Sh!t people say because they don’t understand introversion

Manuel Küblböck
Manuel's musings
Published in
6 min readAug 23, 2017

Last year, I read a book called Quiet — the power of introverts. In the process I became more familiar and confident with my own introverted tendencies. This post is about my main take aways in terms of how I communicate it to others. So, the actual title of this post is

How I learnt to appreciate my own introversion and how I explain it to others.

The other title is really just click bait to lure the extroverts into this post. The following are 7 situations that happened to me more than once. They might sound familiar, if you are an introvert yourself.

http://introvertdoodles.com/comic/often-alone-rarely-lonely/

Imagine, you are sitting outside on a bench enjoying lunch by yourself. One of your colleagues walks by and says

You poor thing have to eat lunch all by yourself.

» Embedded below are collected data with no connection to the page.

//! Thin tensor-operation layer over `ndarray`
//!
//! Penalties only ever touch weights through the functions here, so the
//! shape errors they can raise are all defined in one place.

mod variable;

pub use variable::Variable;

use ndarray::{Array, Array1, Array2, ArrayBase, ArrayView2, Data, Dimension, Ix2};
use num_traits::ToPrimitive;

/// Element type of every tensor the penalties see
pub type Floatx = f32;

/// Errors raised by tensor operations
#[derive(Debug, Clone, PartialEq, thiserror::Error)]
pub enum TensorError {
    /// Operand shapes do not line up
    #[error("Incompatible shapes for {op}: {lhs:?} and {rhs:?}")]
    ShapeMismatch {
        /// Operation that failed
        op: &'static str,
        /// Left operand shape
        lhs: Vec<usize>,
        /// Right operand shape
        rhs: Vec<usize>,
    },

    /// Tensor has the wrong number of dimensions
    #[error("Expected a rank-{expected} tensor, got rank {actual}")]
    RankMismatch {
        /// Required rank
        expected: usize,
        /// Rank of the tensor given
        actual: usize,
    },

    /// Nested host array whose rows differ in length
    #[error("Ragged array: row {row} has {actual} entries, expected {expected}")]
    RaggedArray {
        /// Offending row index
        row: usize,
        /// Length of the first row
        expected: usize,
        /// Length of the offending row
        actual: usize,
    },

    /// Host entry that is NaN or infinite
    #[error("Non-finite value at row {row}, column {col}")]
    NonFinite {
        /// Row of the entry
        row: usize,
        /// Column of the entry
        col: usize,
    },

    /// An operation that needs at least one operand got none
    #[error("Expected at least one tensor for {0}")]
    EmptyInput(&'static str),

    /// Host value has no floatx representation
    #[error("Value is not representable as {0}")]
    NotRepresentable(&'static str),
}

/// Elementwise absolute value
pub fn abs<S, D>(x: &ArrayBase<S, D>) -> Array<Floatx, D>
where
    S: Data<Elem = Floatx>,
    D: Dimension,
{
    x.mapv(Floatx::abs)
}

/// Elementwise square
pub fn square<S, D>(x: &ArrayBase<S, D>) -> Array<Floatx, D>
where
    S: Data<Elem = Floatx>,
    D: Dimension,
{
    x.mapv(|v| v * v)
}

/// Multiply every element by a scalar
pub fn scale<S, D>(x: &ArrayBase<S, D>, factor: Floatx) -> Array<Floatx, D>
where
    S: Data<Elem = Floatx>,
    D: Dimension,
{
    x.mapv(|v| v * factor)
}

/// Elementwise sum of two tensors of identical shape
pub fn add<S1, S2, D>(
    lhs: &ArrayBase<S1, D>,
    rhs: &ArrayBase<S2, D>,
) -> Result<Array<Floatx, D>, TensorError>
where
    S1: Data<Elem = Floatx>,
    S2: Data<Elem = Floatx>,
    D: Dimension,
{
    if lhs.shape() != rhs.shape() {
        return Err(TensorError::ShapeMismatch {
            op: "add",
            lhs: lhs.shape().to_vec(),
            rhs: rhs.shape().to_vec(),
        });
    }
    let mut out = lhs.to_owned();
    out.zip_mut_with(rhs, |a, &b| *a += b);
    Ok(out)
}

/// Sum over all elements
pub fn sum<S, D>(x: &ArrayBase<S, D>) -> Floatx
where
    S: Data<Elem = Floatx>,
    D: Dimension,
{
    x.sum()
}

/// View an arbitrary-rank tensor as a matrix
pub fn to_matrix<S, D>(x: &ArrayBase<S, D>) -> Result<ArrayView2<'_, Floatx>, TensorError>
where
    S: Data<Elem = Floatx>,
    D: Dimension,
{
    x.view()
        .into_dimensionality::<Ix2>()
        .map_err(|_| TensorError::RankMismatch {
            expected: 2,
            actual: x.ndim(),
        })
}

/// Matrix transpose (a view, no copy)
pub fn transpose<'a>(m: ArrayView2<'a, Floatx>) -> ArrayView2<'a, Floatx> {
    m.reversed_axes()
}

/// Matrix product `lhs @ rhs`
pub fn matmul<S1, S2>(
    lhs: &ArrayBase<S1, Ix2>,
    rhs: &ArrayBase<S2, Ix2>,
) -> Result<Array2<Floatx>, TensorError>
where
    S1: Data<Elem = Floatx>,
    S2: Data<Elem = Floatx>,
{
    if lhs.ncols() != rhs.nrows() {
        return Err(TensorError::ShapeMismatch {
            op: "matmul",
            lhs: lhs.shape().to_vec(),
            rhs: rhs.shape().to_vec(),
        });
    }
    Ok(lhs.dot(rhs))
}

/// Main diagonal of a matrix: `min(rows, cols)` entries
pub fn diag_part<S>(m: &ArrayBase<S, Ix2>) -> Array1<Floatx>
where
    S: Data<Elem = Floatx>,
{
    m.diag().to_owned()
}

/// Convert a host number to floatx precision
pub fn cast_to_floatx<T: ToPrimitive>(value: T) -> Result<Floatx, TensorError> {
    value.to_f32().ok_or(TensorError::NotRepresentable("float32"))
}
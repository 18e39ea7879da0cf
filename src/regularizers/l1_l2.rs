//! L1 and L2 weight penalties

use ndarray::ArrayViewD;
use serde::Deserialize;
use serde_json::Value;

use super::{bind, Config, FromConfig, Regularizer};
use crate::tensor::{self, Floatx};
use crate::{RegularizerError, Result};

/// Factor used by [`l1`], [`l2`] and [`l1_l2`] when none is given
pub const DEFAULT_FACTOR: Floatx = 0.01;

/// Weighted sum of the L1 and L2 norms of a tensor
///
/// `penalty(x) = l1 * sum(|x|) + l2 * sum(x²)`
#[derive(Clone, Copy, Debug, Default, PartialEq)]
pub struct L1L2 {
    l1: Floatx,
    l2: Floatx,
}

#[derive(Deserialize)]
#[serde(deny_unknown_fields)]
struct L1L2Params {
    #[serde(default)]
    l1: f64,
    #[serde(default)]
    l2: f64,
}

impl L1L2 {
    /// Registry name
    pub const CLASS_NAME: &'static str = "L1L2";

    /// Create a regularizer with the given factors
    pub fn new(l1: Floatx, l2: Floatx) -> Self {
        L1L2 { l1, l2 }
    }

    /// Build from host-precision factors, rejecting negative or non-finite ones
    pub fn try_new(l1: f64, l2: f64) -> Result<Self> {
        Ok(L1L2 {
            l1: checked_factor("l1", l1)?,
            l2: checked_factor("l2", l2)?,
        })
    }

    /// L1 factor
    pub fn l1_factor(&self) -> Floatx {
        self.l1
    }

    /// L2 factor
    pub fn l2_factor(&self) -> Floatx {
        self.l2
    }
}

fn checked_factor(name: &'static str, value: f64) -> Result<Floatx> {
    let factor = tensor::cast_to_floatx(value)?;
    // Finite f64s past f32::MAX cast to infinity
    if !factor.is_finite() || factor < 0.0 {
        return Err(RegularizerError::InvalidFactor { name, value });
    }
    Ok(factor)
}

impl Regularizer for L1L2 {
    fn class_name(&self) -> &str {
        Self::CLASS_NAME
    }

    fn penalty(&self, weights: ArrayViewD<'_, Floatx>) -> Result<Floatx> {
        let mut regularization = 0.0;
        // A zero factor skips its traversal entirely
        if self.l1 != 0.0 {
            regularization += self.l1 * tensor::sum(&tensor::abs(&weights));
        }
        if self.l2 != 0.0 {
            regularization += self.l2 * tensor::sum(&tensor::square(&weights));
        }
        tracing::trace!(l1 = self.l1, l2 = self.l2, regularization, "L1L2 penalty");
        Ok(regularization)
    }

    fn config(&self) -> Config {
        let mut config = Config::new();
        config.insert("l1".to_string(), Value::from(f64::from(self.l1)));
        config.insert("l2".to_string(), Value::from(f64::from(self.l2)));
        config
    }
}

impl FromConfig for L1L2 {
    fn from_config(config: &Config) -> Result<Self> {
        let params: L1L2Params = bind(Self::CLASS_NAME, config)?;
        L1L2::try_new(params.l1, params.l2)
    }
}

/// L1 penalty with factor `l` (default [`DEFAULT_FACTOR`])
pub fn l1(l: impl Into<Option<Floatx>>) -> L1L2 {
    L1L2::new(l.into().unwrap_or(DEFAULT_FACTOR), 0.0)
}

/// L2 penalty with factor `l` (default [`DEFAULT_FACTOR`])
pub fn l2(l: impl Into<Option<Floatx>>) -> L1L2 {
    L1L2::new(0.0, l.into().unwrap_or(DEFAULT_FACTOR))
}

/// Combined penalty; each missing factor defaults to [`DEFAULT_FACTOR`]
pub fn l1_l2(l1: impl Into<Option<Floatx>>, l2: impl Into<Option<Floatx>>) -> L1L2 {
    L1L2::new(
        l1.into().unwrap_or(DEFAULT_FACTOR),
        l2.into().unwrap_or(DEFAULT_FACTOR),
    )
}

#[derive(Deserialize)]
#[serde(deny_unknown_fields)]
struct FactorParams {
    #[serde(default = "default_factor")]
    l: f64,
}

#[derive(Deserialize)]
#[serde(deny_unknown_fields)]
struct PairParams {
    #[serde(default = "default_factor")]
    l1: f64,
    #[serde(default = "default_factor")]
    l2: f64,
}

fn default_factor() -> f64 {
    f64::from(DEFAULT_FACTOR)
}

/// Registry form of [`l1`]: config `{l}`
pub(crate) fn l1_from_config(config: &Config) -> Result<L1L2> {
    let FactorParams { l } = bind("l1", config)?;
    L1L2::try_new(l, 0.0)
}

/// Registry form of [`l2`]: config `{l}`
pub(crate) fn l2_from_config(config: &Config) -> Result<L1L2> {
    let FactorParams { l } = bind("l2", config)?;
    L1L2::try_new(0.0, l)
}

/// Registry form of [`l1_l2`]: config `{l1, l2}`
pub(crate) fn l1_l2_from_config(config: &Config) -> Result<L1L2> {
    let PairParams { l1, l2 } = bind("l1_l2", config)?;
    L1L2::try_new(l1, l2)
}
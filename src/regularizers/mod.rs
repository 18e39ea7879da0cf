//! Regularizer capability and the built-in penalties

mod class_average;
mod function;
mod l1_l2;

pub use class_average::ClassAverageRegularizer;
pub use function::FnRegularizer;
pub use l1_l2::{l1, l1_l2, l2, L1L2, DEFAULT_FACTOR};
pub(crate) use l1_l2::{l1_from_config, l1_l2_from_config, l2_from_config};

use std::fmt;
use std::sync::Arc;

use ndarray::ArrayViewD;
use serde::de::DeserializeOwned;
use serde::Deserialize;
use serde_json::Value;

use crate::tensor::Floatx;
use crate::{RegularizerError, Result};

/// Constructor parameters of a regularizer, keyed by name
pub type Config = serde_json::Map<String, Value>;

/// A penalty on a weight tensor, added to the training loss
pub trait Regularizer: fmt::Debug + Send + Sync {
    /// Name the registry knows this regularizer by
    fn class_name(&self) -> &str;

    /// Scalar penalty for `weights`
    fn penalty(&self, weights: ArrayViewD<'_, Floatx>) -> Result<Floatx>;

    /// Parameters needed to rebuild this regularizer
    fn config(&self) -> Config {
        Config::new()
    }
}

/// Reconstruction of a regularizer from its exported [`Config`]
pub trait FromConfig: Sized {
    /// Build an instance; unknown keys are an error
    fn from_config(config: &Config) -> Result<Self>;
}

impl<R: Regularizer + ?Sized> Regularizer for Arc<R> {
    fn class_name(&self) -> &str {
        (**self).class_name()
    }

    fn penalty(&self, weights: ArrayViewD<'_, Floatx>) -> Result<Floatx> {
        (**self).penalty(weights)
    }

    fn config(&self) -> Config {
        (**self).config()
    }
}

impl<R: Regularizer + ?Sized> Regularizer for Box<R> {
    fn class_name(&self) -> &str {
        (**self).class_name()
    }

    fn penalty(&self, weights: ArrayViewD<'_, Floatx>) -> Result<Floatx> {
        (**self).penalty(weights)
    }

    fn config(&self) -> Config {
        (**self).config()
    }
}

/// Bind a config mapping to a parameter struct
pub(crate) fn bind<P: DeserializeOwned>(class_name: &str, config: &Config) -> Result<P> {
    serde_json::from_value(Value::Object(config.clone())).map_err(|source| {
        RegularizerError::InvalidConfig {
            class_name: class_name.to_string(),
            source,
        }
    })
}

/// The base regularizer: always a zero penalty
#[derive(Clone, Copy, Debug, Default, PartialEq)]
pub struct NoRegularizer;

impl NoRegularizer {
    /// Registry name
    pub const CLASS_NAME: &'static str = "Regularizer";
}

#[derive(Deserialize)]
#[serde(deny_unknown_fields)]
struct NoParams {}

impl Regularizer for NoRegularizer {
    fn class_name(&self) -> &str {
        Self::CLASS_NAME
    }

    fn penalty(&self, _weights: ArrayViewD<'_, Floatx>) -> Result<Floatx> {
        Ok(0.0)
    }
}

/// Fail unless `config` is empty
pub(crate) fn expect_empty(class_name: &str, config: &Config) -> Result<()> {
    let NoParams {} = bind(class_name, config)?;
    Ok(())
}

impl FromConfig for NoRegularizer {
    fn from_config(config: &Config) -> Result<Self> {
        expect_empty(Self::CLASS_NAME, config)?;
        Ok(NoRegularizer)
    }
}
use std::sync::Arc;

use ndarray::{arr1, arr2, Array2};
use nn_regularizers::prelude::*;
use nn_regularizers::TensorError;
use serde_json::json;

fn close(a: f32, b: f32) -> bool {
    (a - b).abs() < 1e-5
}

#[test]
fn zero_factors_never_penalize() {
    let reg = L1L2::new(0.0, 0.0);
    for x in [arr1(&[0.0]), arr1(&[1.0, -2.0, 3.0]), arr1(&[1e6, -1e6])] {
        assert_eq!(reg.penalty(x.into_dyn().view()).unwrap(), 0.0);
    }
}

#[test]
fn l1_and_l2_match_their_norms() {
    let x = arr2(&[[1.0, -2.0], [3.0, -4.0]]).into_dyn();
    assert!(close(L1L2::new(0.5, 0.0).penalty(x.view()).unwrap(), 0.5 * 10.0));
    assert!(close(L1L2::new(0.0, 0.5).penalty(x.view()).unwrap(), 0.5 * 30.0));
}

#[test]
fn config_round_trip_preserves_factors() {
    let config = L1L2::new(0.3, 0.7).config();
    let rebuilt = L1L2::from_config(&config).unwrap().config();
    assert_eq!(rebuilt, config);
    assert_eq!(rebuilt["l1"].as_f64().map(|v| v as f32), Some(0.3));
    assert_eq!(rebuilt["l2"].as_f64().map(|v| v as f32), Some(0.7));
}

#[test]
fn get_resolves_every_identifier_kind() {
    assert!(get(serde_json::Value::Null).unwrap().is_none());

    let by_name = get("l2").unwrap().unwrap();
    assert_eq!(serialize(&by_name), serialize(&L1L2::new(0.0, 0.01)));

    let x = arr1(&[1.0, -2.0, 3.0]).into_dyn();
    let by_entry = get(json!({"class_name": "L1L2", "config": {"l1": 0.1, "l2": 0.2}}))
        .unwrap()
        .unwrap();
    assert!(close(by_entry.penalty(x.view()).unwrap(), 3.4));

    let ready: Arc<dyn Regularizer> = Arc::new(l1(0.5_f32));
    assert!(Arc::ptr_eq(&get(Arc::clone(&ready)).unwrap().unwrap(), &ready));

    assert!(matches!(get(json!(42)), Err(RegularizerError::InvalidIdentifier(_))));
}

#[test]
fn class_average_penalty_by_hand() {
    let reg = ClassAverageRegularizer::new(2.0, arr2(&[[1.0, 0.0], [0.0, 1.0]]));
    let w = arr2(&[[1.0, -1.0], [2.0, 3.0]]).into_dyn();
    // W² = [[1, 1], [4, 9]]; (W²)ᵀ @ I has diagonal [1, 9]
    assert_eq!(reg.penalty(w.view()).unwrap(), 2.0 * 10.0);
}

#[test]
fn class_average_rejects_misaligned_weights() {
    let reg = ClassAverageRegularizer::new(1.0, Array2::eye(4));
    let w = Array2::<f32>::ones((3, 4)).into_dyn();
    assert!(matches!(
        reg.penalty(w.view()),
        Err(RegularizerError::Tensor(TensorError::ShapeMismatch { .. }))
    ));
}

#[test]
fn serialized_entries_rebuild_equivalent_regularizers() {
    let originals: Vec<Arc<dyn Regularizer>> = vec![
        Arc::new(NoRegularizer),
        Arc::new(l1_l2(0.25_f32, 0.5_f32)),
        Arc::new(ClassAverageRegularizer::new(0.5, arr2(&[[1.0, 2.0], [3.0, 4.0]]))),
    ];
    let w = arr2(&[[1.0, 2.0], [-1.0, 0.5]]).into_dyn();

    for original in originals {
        let text = serde_json::to_string(&serialize(&original)).unwrap();
        let entry: RegistryEntry = serde_json::from_str(&text).unwrap();
        let rebuilt = deserialize(&entry, &Registry::new()).unwrap();

        assert_eq!(rebuilt.class_name(), original.class_name());
        assert_eq!(
            rebuilt.penalty(w.view()).unwrap(),
            original.penalty(w.view()).unwrap()
        );
    }
}

#[test]
fn unknown_keys_fail_construction() {
    let entry: RegistryEntry = serde_json::from_value(json!({
        "class_name": "L1L2",
        "config": {"l1": 0.1, "decay": 0.9}
    }))
    .unwrap();
    match deserialize(&entry, &Registry::new()) {
        Err(RegularizerError::InvalidConfig { class_name, source }) => {
            assert_eq!(class_name, "L1L2");
            assert!(source.to_string().contains("decay"));
        }
        other => panic!("unexpected result: {other:?}"),
    }
}
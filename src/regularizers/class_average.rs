//! Class-average weighted L2 penalty

use ndarray::{Array2, ArrayViewD};
use serde::Deserialize;
use serde_json::Value;

use super::{bind, Config, FromConfig, Regularizer};
use crate::tensor::{self, Floatx, TensorError, Variable};
use crate::Result;

/// Penalizes squared weights against a per-class coefficient matrix
///
/// For a weight matrix `W` of shape `[in, out]` and a class-average matrix
/// `C` of shape `[in, classes]`:
///
/// `penalty(W) = sum(diag(lambda * (W²)ᵀ @ C))`
///
/// so output unit `j` is charged `lambda * Σᵢ W[i, j]² * C[i, j]`.
///
/// # Preconditions
///
/// - `W` is 2-D and its leading dimension equals the row count of `C`;
///   otherwise the penalty fails with a [`TensorError`].
/// - `out == classes`. The diagonal only covers `min(out, classes)` units,
///   so with any other shape some units or classes are silently left out.
#[derive(Clone, Debug, PartialEq)]
pub struct ClassAverageRegularizer {
    lambda: Floatx,
    class_average: Variable,
}

#[derive(Deserialize)]
#[serde(deny_unknown_fields)]
struct ClassAverageParams {
    #[serde(alias = "lambd")]
    lambda: f64,
    #[serde(alias = "C_avg")]
    class_average: Vec<Vec<Floatx>>,
}

impl ClassAverageRegularizer {
    /// Registry name
    pub const CLASS_NAME: &'static str = "ClassAverageRegularizer";

    /// Name older saved models use for this regularizer
    pub const LEGACY_CLASS_NAME: &'static str = "Memoire_Regularizer";

    /// Create a regularizer; the coefficient matrix is materialized here, once
    ///
    /// Coefficients should be finite: JSON has no NaN or infinity, so
    /// [`config`](Regularizer::config) writes such entries as `null` and the
    /// exported config no longer loads.
    pub fn new(lambda: Floatx, class_average: Array2<Floatx>) -> Self {
        ClassAverageRegularizer {
            lambda,
            class_average: Variable::new(class_average),
        }
    }

    /// Create from nested host rows; ragged or non-finite rows are rejected
    pub fn from_rows(lambda: Floatx, rows: &[Vec<Floatx>]) -> Result<Self> {
        Ok(ClassAverageRegularizer {
            lambda,
            class_average: Variable::from_rows(rows)?,
        })
    }

    /// Create from per-channel coefficient matrices (e.g. red, green, blue)
    ///
    /// The class-average matrix is their elementwise mean. All channels must
    /// share one shape.
    pub fn from_channels(lambda: Floatx, channels: &[Array2<Floatx>]) -> Result<Self> {
        let (first, rest) = channels
            .split_first()
            .ok_or(TensorError::EmptyInput("from_channels"))?;

        let mut total = first.clone();
        for channel in rest {
            total = tensor::add(&total, channel)?;
        }
        let mean = tensor::scale(&total, 1.0 / channels.len() as Floatx);

        Ok(Self::new(lambda, mean))
    }

    /// Scale factor
    pub fn lambda(&self) -> Floatx {
        self.lambda
    }

    /// The materialized coefficient matrix
    pub fn class_average(&self) -> &Variable {
        &self.class_average
    }
}

impl Regularizer for ClassAverageRegularizer {
    fn class_name(&self) -> &str {
        Self::CLASS_NAME
    }

    fn penalty(&self, weights: ArrayViewD<'_, Floatx>) -> Result<Floatx> {
        let weights = tensor::to_matrix(&weights)?;
        let squared = tensor::square(&weights);
        let dot_product =
            tensor::matmul(&tensor::transpose(squared.view()), &self.class_average.view())?;
        let scaled = tensor::scale(&dot_product, self.lambda);
        let regularization = tensor::sum(&tensor::diag_part(&scaled));
        tracing::trace!(lambda = self.lambda, regularization, "Class-average penalty");
        Ok(regularization)
    }

    fn config(&self) -> Config {
        let rows = self
            .class_average
            .eval()
            .into_iter()
            .map(|row| row.into_iter().map(|v| Value::from(f64::from(v))).collect())
            .collect();

        let mut config = Config::new();
        config.insert("lambda".to_string(), Value::from(f64::from(self.lambda)));
        config.insert("class_average".to_string(), Value::Array(rows));
        config
    }
}

impl FromConfig for ClassAverageRegularizer {
    fn from_config(config: &Config) -> Result<Self> {
        let params: ClassAverageParams = bind(Self::CLASS_NAME, config)?;
        Self::from_rows(tensor::cast_to_floatx(params.lambda)?, &params.class_average)
    }
}

#[cfg(test)]
mod tests {
    use super::*;
    use crate::RegularizerError;
    use ndarray::{arr1, arr2};
    use serde_json::json;

    #[test]
    fn test_identity_class_average() {
        let reg = ClassAverageRegularizer::new(2.0, Array2::eye(2));
        let w = arr2(&[[1.0, 2.0], [3.0, 4.0]]).into_dyn();
        // (W²)ᵀ @ I = (W²)ᵀ, diagonal = [1, 16]
        assert_eq!(reg.penalty(w.view()).unwrap(), 34.0);
    }

    #[test]
    fn test_general_class_average() {
        let reg = ClassAverageRegularizer::new(0.5, arr2(&[[1.0, 2.0], [3.0, 4.0], [5.0, 6.0]]));
        let w = arr2(&[[1.0, 0.0], [1.0, 2.0], [0.0, 1.0]]).into_dyn();
        // unit 0: 1*1 + 1*3 + 0*5 = 4, unit 1: 0*2 + 4*4 + 1*6 = 22
        assert_eq!(reg.penalty(w.view()).unwrap(), 0.5 * 26.0);
    }

    #[test]
    fn test_fewer_outputs_than_classes() {
        let reg = ClassAverageRegularizer::new(1.0, arr2(&[[1.0, 1.0, 1.0], [1.0, 1.0, 1.0]]));
        let w = arr2(&[[2.0], [3.0]]).into_dyn();
        // only one output unit, so the diagonal has one entry: 4 + 9
        assert_eq!(reg.penalty(w.view()).unwrap(), 13.0);
    }

    #[test]
    fn test_shape_mismatch_is_tensor_error() {
        let reg = ClassAverageRegularizer::new(1.0, Array2::eye(3));
        let w = arr2(&[[1.0, 2.0], [3.0, 4.0]]).into_dyn();
        assert!(matches!(
            reg.penalty(w.view()),
            Err(RegularizerError::Tensor(TensorError::ShapeMismatch { op: "matmul", .. }))
        ));

        let v = arr1(&[1.0, 2.0, 3.0]).into_dyn();
        assert!(matches!(
            reg.penalty(v.view()),
            Err(RegularizerError::Tensor(TensorError::RankMismatch { expected: 2, actual: 1 }))
        ));
    }

    #[test]
    fn test_from_channels_is_mean() {
        let red = arr2(&[[3.0, 0.0], [0.0, 3.0]]);
        let green = arr2(&[[0.0, 3.0], [3.0, 0.0]]);
        let blue = arr2(&[[3.0, 3.0], [3.0, 3.0]]);
        let reg = ClassAverageRegularizer::from_channels(1.5, &[red, green, blue]).unwrap();
        assert_eq!(reg.class_average().shape(), (2, 2));
        assert!(reg.class_average().view().iter().all(|&v| (v - 2.0).abs() < 1e-6));
        assert_eq!(reg.lambda(), 1.5);

        let err = ClassAverageRegularizer::from_channels(1.0, &[Array2::eye(2), Array2::eye(3)])
            .unwrap_err();
        assert!(matches!(
            err,
            RegularizerError::Tensor(TensorError::ShapeMismatch { op: "add", .. })
        ));

        assert!(matches!(
            ClassAverageRegularizer::from_channels(1.0, &[]),
            Err(RegularizerError::Tensor(TensorError::EmptyInput(_)))
        ));
    }

    #[test]
    fn test_config_round_trip() {
        let reg = ClassAverageRegularizer::new(0.25, arr2(&[[0.5, 1.0], [1.5, 2.0]]));
        let config = reg.config();
        assert_eq!(
            Value::Object(config.clone()),
            json!({"lambda": 0.25, "class_average": [[0.5, 1.0], [1.5, 2.0]]})
        );

        let rebuilt = ClassAverageRegularizer::from_config(&config).unwrap();
        assert_eq!(rebuilt, reg);
    }

    #[test]
    fn test_from_config_accepts_legacy_keys() {
        let config = json!({"lambd": 2.0, "C_avg": [[1.0, 0.0], [0.0, 1.0]]})
            .as_object()
            .cloned()
            .unwrap();
        let reg = ClassAverageRegularizer::from_config(&config).unwrap();
        assert_eq!(reg.lambda(), 2.0);
        assert_eq!(reg.class_average().shape(), (2, 2));
    }

    #[test]
    fn test_from_config_errors() {
        let missing = json!({"lambda": 1.0}).as_object().cloned().unwrap();
        assert!(matches!(
            ClassAverageRegularizer::from_config(&missing),
            Err(RegularizerError::InvalidConfig { .. })
        ));

        let ragged = json!({"lambda": 1.0, "class_average": [[1.0, 2.0], [3.0]]})
            .as_object()
            .cloned()
            .unwrap();
        assert!(matches!(
            ClassAverageRegularizer::from_config(&ragged),
            Err(RegularizerError::Tensor(TensorError::RaggedArray { row: 1, .. }))
        ));

        assert!(matches!(
            ClassAverageRegularizer::from_rows(1.0, &[vec![1.0, f32::NAN]]),
            Err(RegularizerError::Tensor(TensorError::NonFinite { row: 0, col: 1 }))
        ));

        let extra = json!({"lambda": 1.0, "class_average": [[1.0]], "bias": 3})
            .as_object()
            .cloned()
            .unwrap();
        assert!(matches!(
            ClassAverageRegularizer::from_config(&extra),
            Err(RegularizerError::InvalidConfig { .. })
        ));
    }
}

In response, my thought process has often been

Is it not OK to eat by myself? Should I feel bad about this?

Since I have learnt more about introversion, I stopped doubting my own needs. I now respond with

Don’t worry. The fact that I am eating alone doesn’t mean I am lonely. I had an exhausting workshop this morning and I am using this me-time to recharge my batteries.

A less presuming inquiry that I would prefer over the initial statement would be

Oh hey, would you like some company or are you enjoying some me-time?

http://introvertdoodles.com/comic/i-deserve-a-pretzel/

Another conversation I am having quite regularly, is someone outright questioning my introversion by saying

Are you sure you are an introvert? You don’t appear to be shy.

Previously, my thoughts were

Do I have to choose? Can I not be introverted, while not being shy?

Now my response to this statement is that

Networking and meeting new people drains me of energy. That doesn’t mean I am anxious about it. Those are two separate things.

A less presuming inquiry that I would prefer over the initial statement would be

How do you express your introversion? What gives you energy? What drains it?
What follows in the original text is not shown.